City Hall in Perth Amboy, Middlesex County, New Jersey, United States, is a historic building built in the early 18th century, listed on New Jersey Register of Historic Places and the National Register of Historic Places. It is now the oldest public building in continuous use in the United States.

History
Construction of the building began in 1714 and was completed in 1717. It served as the local courthouse and jail, and was also used by the Provincial Assembly until 1775. The building has twice been rebuilt after being badly damaged by fire; first in 1731, rebuilt until 1745, and again around 1765 following an arson attack believed to have been committed by a former inmate who was imprisoned on debt charges.
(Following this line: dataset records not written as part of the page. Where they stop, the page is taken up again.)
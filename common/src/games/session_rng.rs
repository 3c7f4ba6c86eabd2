use rand::rngs::StdRng;
use rand::{Rng, SeedableRng};

/// Seedable random source handed to every operation that places food or spawns players.
pub struct SessionRng {
    rng: StdRng,
    seed: u64,
}

impl SessionRng {
    pub fn new(seed: u64) -> Self {
        Self {
            rng: StdRng::seed_from_u64(seed),
            seed,
        }
    }

    pub fn from_random() -> Self {
        let seed: u64 = rand::rng().random();
        Self::new(seed)
    }

    pub fn from_optional_seed(seed: Option<u64>) -> Self {
        match seed {
            Some(seed) => Self::new(seed),
            None => Self::from_random(),
        }
    }

    pub fn seed(&self) -> u64 {
        self.seed
    }

    pub fn random<T>(&mut self) -> T
    where
        rand::distr::StandardUniform: rand::distr::Distribution<T>,
    {
        self.rng.random()
    }

    pub fn random_range<T, R>(&mut self, range: R) -> T
    where
        T: rand::distr::uniform::SampleUniform,
        R: rand::distr::uniform::SampleRange<T>,
    {
        self.rng.random_range(range)
    }

    pub fn pick<'a, T>(&mut self, items: &'a [T]) -> Option<&'a T> {
        if items.is_empty() {
            return None;
        }
        let idx = self.rng.random_range(0..items.len());
        items.get(idx)
    }
}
It was rebuilt a second time in 1767.

City Hall has undergone three renovations, most recently in 2006, although some of the original structure remains. The building is now Victorian in style.

A two-room surveyor's office was built adjacent to City Hall in 1867, which was used by the General Board of Proprietors of the Eastern Division of New Jersey.

Notable events
On November 20, 1789, the State of New Jersey became the first to ratify the United States Bill of Rights.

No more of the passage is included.